:: INSTRUCTIONS FOR THE TASK ::
Every line containing "filename" should be identified and copied from the data below.

Saved entries:
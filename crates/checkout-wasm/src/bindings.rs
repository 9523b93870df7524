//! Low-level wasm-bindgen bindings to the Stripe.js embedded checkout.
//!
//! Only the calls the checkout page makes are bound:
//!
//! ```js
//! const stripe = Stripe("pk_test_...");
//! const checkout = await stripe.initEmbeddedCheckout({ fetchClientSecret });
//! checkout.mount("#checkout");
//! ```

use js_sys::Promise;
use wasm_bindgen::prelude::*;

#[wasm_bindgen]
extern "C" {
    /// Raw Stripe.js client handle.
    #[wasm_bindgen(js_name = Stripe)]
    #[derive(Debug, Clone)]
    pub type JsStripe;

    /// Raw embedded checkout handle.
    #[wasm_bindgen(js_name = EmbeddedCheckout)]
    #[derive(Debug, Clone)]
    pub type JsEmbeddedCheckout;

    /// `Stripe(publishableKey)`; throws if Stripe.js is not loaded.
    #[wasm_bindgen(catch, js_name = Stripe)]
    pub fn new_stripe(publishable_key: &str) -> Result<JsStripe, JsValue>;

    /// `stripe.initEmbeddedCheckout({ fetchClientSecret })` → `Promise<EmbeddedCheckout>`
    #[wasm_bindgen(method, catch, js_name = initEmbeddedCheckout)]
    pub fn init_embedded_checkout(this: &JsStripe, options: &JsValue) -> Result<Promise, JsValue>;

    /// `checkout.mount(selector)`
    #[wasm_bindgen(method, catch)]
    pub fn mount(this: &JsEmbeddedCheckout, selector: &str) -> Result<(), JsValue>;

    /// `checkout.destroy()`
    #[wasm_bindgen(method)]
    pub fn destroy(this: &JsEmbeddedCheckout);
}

==

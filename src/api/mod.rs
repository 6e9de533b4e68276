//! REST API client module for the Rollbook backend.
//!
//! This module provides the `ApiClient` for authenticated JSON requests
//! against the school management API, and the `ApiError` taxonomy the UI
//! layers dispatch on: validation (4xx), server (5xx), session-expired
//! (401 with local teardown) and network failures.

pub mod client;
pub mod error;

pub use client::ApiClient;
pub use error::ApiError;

:: ANSWER BELOW ::
filename crates/checkout-wasm/src/bindings.rs
filename src/api/mod.rs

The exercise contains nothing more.